The semiconductor device of the present embodiment has a structure in which the semiconductor layer 44c is removed from the semiconductor device of the first embodiment. Therefore, upper faces of semiconductor layers 34a and 34b in each of columnar portions 13 respectively contact lower faces of semiconductor layers 44a and 44b in a corresponding columnar portion 22. In the present embodiment, an upper face of a channel semiconductor layer 34 and a lower face of a channel semiconductor layer 44 each have a solid shape.

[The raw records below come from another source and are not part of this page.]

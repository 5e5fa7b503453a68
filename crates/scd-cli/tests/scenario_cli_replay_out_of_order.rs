use assert_cmd::prelude::*;
use predicates::prelude::*;
use std::fs;
use std::path::Path;
use std::process::Command;

const TABLE_YAML: &str = r#"
table:
  name: securities
  keys: [id]
  values: [attr]
"#;

fn write(dir: &Path, name: &str, body: &str) -> String {
    let p = dir.join(name);
    fs::write(&p, body).unwrap();
    p.to_string_lossy().to_string()
}

fn scd() -> Command {
    let mut cmd = Command::cargo_bin("scd").unwrap();
    cmd.env_remove("SCD_DATABASE_URL").env("RUST_LOG", "warn");
    cmd
}

/// Absence learned out of order splits the record and reopens it.
#[test]
fn replay_prints_final_intervals() {
    let dir = tempfile::tempdir().unwrap();
    let cfg = write(dir.path(), "table.yaml", TABLE_YAML);
    let present = write(dir.path(), "present.csv", "ID,Attr\nX,A\n");
    let absent = write(dir.path(), "absent.csv", "id,attr\n");

    scd()
        .args(["replay", "--config", &cfg])
        .args(["--sync", &format!("2025-12-17={present}")])
        .args(["--sync", &format!("2025-12-01={present}")])
        .args(["--sync", &format!("2025-12-05={present}")])
        .args(["--sync", &format!("2025-12-03={absent}")])
        .args(["--get", "2025-12-05"])
        .assert()
        .success()
        .stdout(predicate::str::contains("records=2"))
        .stdout(predicate::str::contains(
            "record key=X valid_from=2025-12-01 valid_to=2025-12-03 attrs=A",
        ))
        .stdout(predicate::str::contains(
            "record key=X valid_from=2025-12-05 valid_to=open attrs=A",
        ))
        .stdout(predicate::str::contains("synced date=2025-12-03 rows_total=0"))
        .stdout(predicate::str::contains("id,attr\nX,A\n"));
}

#[test]
fn replay_accepts_json_records() {
    let dir = tempfile::tempdir().unwrap();
    let cfg = write(dir.path(), "table.yaml", TABLE_YAML);
    let a = write(dir.path(), "a.json", r#"[{"id": "AAPL", "attr": "A"}]"#);
    let b = write(dir.path(), "b.json", r#"[{"id": "AAPL", "attr": "B"}]"#);

    scd()
        .args(["replay", "--config", &cfg])
        .args(["--sync", &format!("2025-12-05={a}")])
        .args(["--sync", &format!("2025-12-01={a}")])
        .args(["--sync", &format!("2025-12-03={b}")])
        .assert()
        .success()
        .stdout(predicate::str::contains("records=3"))
        .stdout(predicate::str::contains(
            "record key=AAPL valid_from=2025-12-03 valid_to=2025-12-05 attrs=B",
        ));
}

#[test]
fn duplicate_keys_fail_the_replay() {
    let dir = tempfile::tempdir().unwrap();
    let cfg = write(dir.path(), "table.yaml", TABLE_YAML);
    let dup = write(dir.path(), "dup.csv", "id,attr\nX,A\nX,B\n");

    scd()
        .args(["replay", "--config", &cfg])
        .args(["--sync", &format!("2025-12-01={dup}")])
        .assert()
        .failure()
        .stderr(predicate::str::contains("duplicate key"));
}

#[test]
fn missing_columns_fail_the_replay() {
    let dir = tempfile::tempdir().unwrap();
    let cfg = write(dir.path(), "table.yaml", TABLE_YAML);
    let bad = write(dir.path(), "bad.csv", "id,other\nX,A\n");

    scd()
        .args(["replay", "--config", &cfg])
        .args(["--sync", &format!("2025-12-01={bad}")])
        .assert()
        .failure()
        .stderr(predicate::str::contains("attr"));
}

#[test]
fn replay_requires_sync_argument() {
    scd()
        .args(["replay", "--config", "table.yaml"])
        .assert()
        .failure()
        .stderr(predicate::str::contains("--sync"));
}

The upper face of the semiconductor layer 34a in the present embodiment has a hollow shape, and the lower face of the semiconductor layer 44a in the present embodiment also has a hollow shape. Each of the columnar portions 13 includes the semiconductor layer 34b in the upper face of the semiconductor layer 34a, and each of the columnar portions 22 includes the semiconductor layer 44b in the lower face of the semiconductor layer 44a. The semiconductor layers 44a and 44b in the present embodiment are respectively directly formed on the semiconductor layers 34a and 34b.

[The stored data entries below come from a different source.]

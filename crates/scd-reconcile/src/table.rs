use chrono::{DateTime, NaiveDate, Utc};
use scd_calendar::{BusinessCalendar, Resolver};
use scd_canonical::{canonicalize, Batch};
use scd_schemas::{
    IntervalRecord, PresenceMode, ScdResult, Snapshot, SnapshotRow, SyncResult, TableSchema,
};

use crate::engine::{ReconciliationEngine, SyncPlan};
use crate::memory::MemoryStore;
use crate::reconstruct::SnapshotReconstructor;
use crate::store::RecordStore;
use crate::tracker::SyncTracker;

/// How one table is reconciled and read.
#[derive(Clone, Debug)]
pub struct TableOptions {
    pub schema: TableSchema,
    /// `Some` selects business-calendar mode.
    pub calendar: Option<BusinessCalendar>,
    pub presence: PresenceMode,
    pub allow_unsynced: bool,
}

impl TableOptions {
    pub fn new(schema: TableSchema) -> Self {
        Self {
            schema,
            calendar: None,
            presence: PresenceMode::Inferred,
            allow_unsynced: false,
        }
    }

    pub fn with_calendar(mut self, calendar: BusinessCalendar) -> Self {
        self.calendar = Some(calendar);
        self
    }

    pub fn with_presence(mut self, presence: PresenceMode) -> Self {
        self.presence = presence;
        self
    }

    pub fn with_allow_unsynced(mut self, allow: bool) -> Self {
        self.allow_unsynced = allow;
        self
    }

    pub fn engine(&self) -> ReconciliationEngine {
        ReconciliationEngine::new(
            self.schema.clone(),
            Resolver::from_calendar(self.calendar.clone()),
            self.presence,
        )
    }

    pub fn reader(&self) -> SnapshotReconstructor {
        SnapshotReconstructor::new(self.allow_unsynced)
    }
}

/// One SCD table over an exclusively owned store.
///
/// `&mut self` on writes is the writer lock: a table cannot be synced from
/// two places at once.
pub struct ScdTable<S: RecordStore> {
    store: S,
    engine: ReconciliationEngine,
    reader: SnapshotReconstructor,
}

impl ScdTable<MemoryStore> {
    pub fn in_memory(options: TableOptions) -> Self {
        Self::new(MemoryStore::new(), options)
    }
}

impl<S: RecordStore> ScdTable<S> {
    pub fn new(store: S, options: TableOptions) -> Self {
        Self {
            engine: options.engine(),
            reader: options.reader(),
            store,
        }
    }

    pub fn schema(&self) -> &TableSchema {
        self.engine.schema()
    }

    pub fn engine(&self) -> &ReconciliationEngine {
        &self.engine
    }

    pub fn store(&self) -> &S {
        &self.store
    }

    pub fn store_mut(&mut self) -> &mut S {
        &mut self.store
    }

    pub fn into_store(self) -> S {
        self.store
    }

    pub fn sync(&mut self, date: NaiveDate, snapshot: &Snapshot) -> ScdResult<SyncResult> {
        self.sync_at(date, snapshot, Utc::now())
    }

    pub fn sync_at(
        &mut self,
        date: NaiveDate,
        snapshot: &Snapshot,
        synced_at: DateTime<Utc>,
    ) -> ScdResult<SyncResult> {
        self.engine.sync(&mut self.store, date, snapshot, synced_at)
    }

    /// Canonicalize a raw batch against this table's schema, then sync it.
    pub fn sync_batch(&mut self, date: NaiveDate, batch: &Batch) -> ScdResult<SyncResult> {
        let snapshot = canonicalize(batch, self.engine.schema())?;
        self.sync(date, &snapshot)
    }

    /// What a sync would do, without doing it.
    pub fn plan(&self, date: NaiveDate, snapshot: &Snapshot) -> ScdResult<SyncPlan> {
        self.engine.plan(&self.store, date, snapshot)
    }

    pub fn get(&self, date: NaiveDate) -> ScdResult<Vec<SnapshotRow>> {
        self.reader.get(&self.store, date)
    }

    pub fn synced_dates(&self) -> ScdResult<Vec<NaiveDate>> {
        self.store.synced_dates()
    }

    pub fn tracker(&self) -> SyncTracker<'_, S> {
        SyncTracker::new(&self.store)
    }

    pub fn record_count(&self) -> ScdResult<usize> {
        self.store.record_count()
    }

    /// All interval rows, ordered by `(key, valid_from)`.
    pub fn records(&self) -> ScdResult<Vec<IntervalRecord>> {
        self.store.all_records()
    }
}
impl PgTable {
    pub fn new(options: &TableOptions) -> Result<Self> {
        Ok(Self {
            sql: TableSql::new(&options.schema)?,
            engine: options.engine(),
            strict: options.calendar.is_some(),
            allow_unsynced: options.allow_unsynced,
        })
    }

    pub fn sql(&self) -> &TableSql {
        &self.sql
    }

    pub fn engine(&self) -> &ReconciliationEngine {
        &self.engine
    }

    fn explicit_presence(&self) -> bool {
        self.engine.presence_mode() == PresenceMode::Explicit
    }

    /// Create the interval table, its sync log and (explicit presence mode)
    /// its presence table. Idempotent.
    pub async fn init(&self, pool: &PgPool) -> Result<()> {
        let mut stmts = vec![self.sql.create_records(self.strict), self.sql.create_sync_log()];
        if self.explicit_presence() {
            stmts.push(self.sql.create_presence());
        }
        for stmt in stmts {
            sqlx::query(&stmt)
                .execute(pool)
                .await
                .with_context(|| format!("init failed for table {}", self.sql.table()))?;
        }
        Ok(())
    }

    /// Connectivity plus which of this table's relations exist.
    pub async fn status(&self, pool: &PgPool) -> Result<DbStatus> {
        let (one,): (i32,) = sqlx::query_as::<_, (i32,)>("select 1")
            .fetch_one(pool)
            .await
            .context("status connectivity query failed")?;

        Ok(DbStatus {
            ok: one == 1,
            has_table: table_exists(pool, self.sql.table()).await?,
            has_sync_log: table_exists(pool, &self.sql.sync_log_table()).await?,
            has_presence: table_exists(pool, &self.sql.presence_table()).await?,
        })
    }

    pub async fn sync(
        &self,
        pool: &PgPool,
        date: NaiveDate,
        snapshot: &Snapshot,
        synced_at: DateTime<Utc>,
    ) -> Result<SyncResult> {
        let mut tx = pool.begin().await.context("sync: begin failed")?;

        sqlx::query(self.sql.advisory_lock())
            .bind(self.sql.table())
            .execute(&mut *tx)
            .await
            .context("sync: advisory lock failed")?;

        let working = self.load_working_set(&mut tx, date, snapshot).await?;
        let plan = self.engine.plan(&working, date, snapshot)?;
        self.apply(&mut tx, &plan, synced_at).await?;

        tx.commit().await.context("sync: commit failed")?;

        let r = &plan.result;
        info!(
            table = self.sql.table(),
            date = %r.date,
            writes = plan.mutations.len(),
            rows_total = r.rows_total,
            rows_new = r.rows_new,
            rows_changed = r.rows_changed,
            rows_deleted = r.rows_deleted,
            rows_unchanged = r.rows_unchanged,
            rows_reopened = r.rows_reopened,
            "sync committed"
        );
        Ok(plan.result)
    }

    async fn load_working_set(
        &self,
        conn: &mut PgConnection,
        date: NaiveDate,
        snapshot: &Snapshot,
    ) -> Result<MemoryStore> {
        let arrays = key_columns(self.sql.key_arity(), snapshot.keys());

        let stmt = self.sql.select_affected_records();
        let mut q = sqlx::query(&stmt);
        for a in &arrays {
            q = q.bind(a.clone());
        }
        let rows = q
            .bind(date)
            .fetch_all(&mut *conn)
            .await
            .context("sync: load records failed")?;
        let records = rows
            .iter()
            .map(|row| self.decode_record(row))
            .collect::<Result<Vec<_>>>()?;

        let sync_log = self.fetch_sync_log(&mut *conn).await?;

        let mut presence = Vec::new();
        if self.explicit_presence() {
            let stmt = self.sql.select_affected_presence();
            let mut q = sqlx::query(&stmt);
            for a in &arrays {
                q = q.bind(a.clone());
            }
            let rows = q
                .bind(date)
                .fetch_all(&mut *conn)
                .await
                .context("sync: load presence failed")?;
            for row in &rows {
                let key = self.decode_key(row)?;
                let as_of: NaiveDate = row.try_get(self.sql.key_arity())?;
                presence.push((key, as_of));
            }
        }

        debug!(
            table = self.sql.table(),
            date = %date,
            records = records.len(),
            synced_dates = sync_log.len(),
            presence_rows = presence.len(),
            "loaded working set"
        );
        Ok(MemoryStore::from_parts(records, sync_log, presence)?)
    }

    async fn apply(&self, conn: &mut PgConnection, plan: &SyncPlan, synced_at: DateTime<Utc>) -> Result<()> {
        for m in &plan.mutations {
            self.apply_mutation(&mut *conn, m).await?;
        }

        let row_count = i64::try_from(plan.result.rows_total).context("row_count out of range")?;
        sqlx::query(&self.sql.upsert_sync_log())
            .bind(plan.date)
            .bind(synced_at)
            .bind(row_count)
            .execute(&mut *conn)
            .await
            .context("sync: sync log upsert failed")?;

        if let Some(keys) = &plan.presence {
            sqlx::query(&self.sql.delete_presence_for_date())
                .bind(plan.date)
                .execute(&mut *conn)
                .await
                .context("sync: presence delete failed")?;
            let stmt = self.sql.insert_presence();
            let mut q = sqlx::query(&stmt).bind(plan.date);
            for a in key_columns(self.sql.key_arity(), keys.iter()) {
                q = q.bind(a);
            }
            q.execute(&mut *conn)
                .await
                .context("sync: presence insert failed")?;
        }
        Ok(())
    }

    async fn apply_mutation(&self, conn: &mut PgConnection, m: &Mutation) -> Result<()> {
        let affected = match m {
            Mutation::Insert(r) => {
                let stmt = self.sql.insert_record();
                let mut q = sqlx::query(&stmt);
                for k in r.key.parts() {
                    q = q.bind(k.clone());
                }
                for v in r.attributes.values() {
                    q = q.bind(v.clone());
                }
                q.bind(r.valid_from)
                    .bind(r.valid_to.as_date())
                    .execute(&mut *conn)
                    .await
                    .map_err(|e| write_error(e, m))?
                    .rows_affected()
            }
            Mutation::CloseAt {
                key,
                valid_from,
                valid_to,
            } => {
                let stmt = self.sql.close_at();
                self.update_one(&mut *conn, &stmt, Some(*valid_to), key, *valid_from, m)
                    .await?
            }
            Mutation::ExtendForward {
                key,
                valid_from,
                valid_to,
            } => {
                let stmt = self.sql.extend_forward();
                self.update_one(&mut *conn, &stmt, valid_to.as_date(), key, *valid_from, m)
                    .await?
            }
            Mutation::ExtendBackward {
                key,
                valid_from,
                new_valid_from,
            } => {
                let stmt = self.sql.extend_backward();
                self.update_one(&mut *conn, &stmt, Some(*new_valid_from), key, *valid_from, m)
                    .await?
            }
            Mutation::Delete { key, valid_from } => {
                let stmt = self.sql.delete_record();
                let mut q = sqlx::query(&stmt);
                for k in key.parts() {
                    q = q.bind(k.clone());
                }
                q.bind(*valid_from)
                    .execute(&mut *conn)
                    .await
                    .map_err(|e| write_error(e, m))?
                    .rows_affected()
            }
        };

        if affected != 1 {
            bail!("sync: {m:?} touched {affected} rows, expected 1");
        }
        debug!(table = self.sql.table(), mutation = ?m, "applied");
        Ok(())
    }

    /// `new_value` is `None` only for an open `valid_to`.
    async fn update_one(
        &self,
        conn: &mut PgConnection,
        stmt: &str,
        new_value: Option<NaiveDate>,
        key: &Key,
        valid_from: NaiveDate,
        m: &Mutation,
    ) -> Result<u64> {
        let mut q = sqlx::query(stmt).bind(new_value);
        for k in key.parts() {
            q = q.bind(k.clone());
        }
        let done = q
            .bind(valid_from)
            .execute(&mut *conn)
            .await
            .map_err(|e| write_error(e, m))?;
        Ok(done.rows_affected())
    }

    /// One row per key covering `date`, ordered by key.
    pub async fn get(&self, pool: &PgPool, date: NaiveDate) -> Result<Vec<SnapshotRow>> {
        if !self.allow_unsynced && !self.is_synced(pool, date).await? {
            return Err(ScdError::NotSynced { date }.into());
        }
        let rows = sqlx::query(&self.sql.select_covering())
            .bind(date)
            .fetch_all(pool)
            .await
            .context("get failed")?;
        rows.iter()
            .map(|row| {
                let r = self.decode_record(row)?;
                Ok(SnapshotRow {
                    key: r.key,
                    attributes: r.attributes,
                })
            })
            .collect()
    }

    pub async fn is_synced(&self, pool: &PgPool, date: NaiveDate) -> Result<bool> {
        let row = sqlx::query(&self.sql.select_sync_log_entry())
            .bind(date)
            .fetch_optional(pool)
            .await
            .context("sync log lookup failed")?;
        Ok(row.is_some())
    }

    /// Ascending.
    pub async fn synced_dates(&self, pool: &PgPool) -> Result<Vec<NaiveDate>> {
        let mut conn = pool.acquire().await.context("acquire failed")?;
        Ok(self
            .fetch_sync_log(&mut conn)
            .await?
            .into_iter()
            .map(|e| e.date)
            .collect())
    }

    pub async fn sync_log(&self, pool: &PgPool) -> Result<Vec<SyncLogEntry>> {
        let mut conn = pool.acquire().await.context("acquire failed")?;
        self.fetch_sync_log(&mut conn).await
    }

    /// All interval rows, ordered by `(key, valid_from)`.
    pub async fn records(&self, pool: &PgPool) -> Result<Vec<IntervalRecord>> {
        let rows = sqlx::query(&self.sql.select_all_records())
            .fetch_all(pool)
            .await
            .context("records query failed")?;
        rows.iter().map(|row| self.decode_record(row)).collect()
    }

    pub async fn record_count(&self, pool: &PgPool) -> Result<i64> {
        let (n,): (i64,) = sqlx::query_as::<_, (i64,)>(&self.sql.count_records())
            .fetch_one(pool)
            .await
            .context("record count failed")?;
        Ok(n)
    }

    async fn fetch_sync_log(&self, conn: &mut PgConnection) -> Result<Vec<SyncLogEntry>> {
        let rows = sqlx::query(&self.sql.select_sync_log())
            .fetch_all(&mut *conn)
            .await
            .context("sync log query failed")?;
        rows.iter()
            .map(|row| {
                let row_count: i64 = row.try_get("row_count")?;
                Ok(SyncLogEntry {
                    date: row.try_get("date")?,
                    synced_at: row.try_get("synced_at")?,
                    row_count: u64::try_from(row_count)
                        .map_err(|_| anyhow!("negative row_count in sync log: {row_count}"))?,
                })
            })
            .collect()
    }

    fn decode_key(&self, row: &PgRow) -> Result<Key> {
        let parts = (0..self.sql.key_arity())
            .map(|i| row.try_get::<String, _>(i))
            .collect::<Result<Vec<_>, _>>()?;
        Ok(Key(parts))
    }

    /// Column order: keys, values, valid_from, valid_to.
    fn decode_record(&self, row: &PgRow) -> Result<IntervalRecord> {
        let k = self.sql.key_arity();
        let v = self.sql.value_arity();
        let key = self.decode_key(row)?;
        let values = (k..k + v)
            .map(|i| row.try_get::<Option<String>, _>(i))
            .collect::<Result<Vec<_>, _>>()?;
        let valid_from: NaiveDate = row.try_get(k + v)?;
        let valid_to: Option<NaiveDate> = row.try_get(k + v + 1)?;
        Ok(IntervalRecord::new(
            key,
            Attributes(values),
            valid_from,
            Boundary::from(valid_to),
        ))
    }
}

The semiconductor device of the present embodiment can be manufactured by omitting the step illustrated in FIG. 9A in the method of manufacturing the semiconductor device of the first embodiment. Therefore, the semiconductor device of the present embodiment can be manufactured in a smaller number of steps than the semiconductor device of the first embodiment.

FIG. 16 is a cross-sectional view illustrating a structure of a semiconductor device of a first modification to the second embodiment.

The semiconductor device of the first modification has a structure in which the semiconductor layer 34b is removed from the semiconductor device of the second embodiment. Therefore, lower faces of semiconductor layers 44a and 44b in each of columnar portions 22 respectively contact upper faces of a channel semiconductor layer 34 (a semiconductor layer 34a) and a core insulator 35 in a corresponding columnar portion 13. In the modification, a lower face of a channel semiconductor layer 44 has a solid shape, and the upper face of the channel semiconductor layer 34 has a hollow shape.

The upper face of the semiconductor layer 34a in the modification has a hollow shape, and the lower face of the semiconductor layer 44a in the modification also has a hollow shape. Each of the columnar portions 13 includes the core insulator 35 in the upper face of the semiconductor layer 34a, and each of the columnar portions 22 includes the semiconductor layer 44b in the lower face of the semiconductor layer 44a. The semiconductor layer 44a in the modification is directly formed on the semiconductor layer 34a.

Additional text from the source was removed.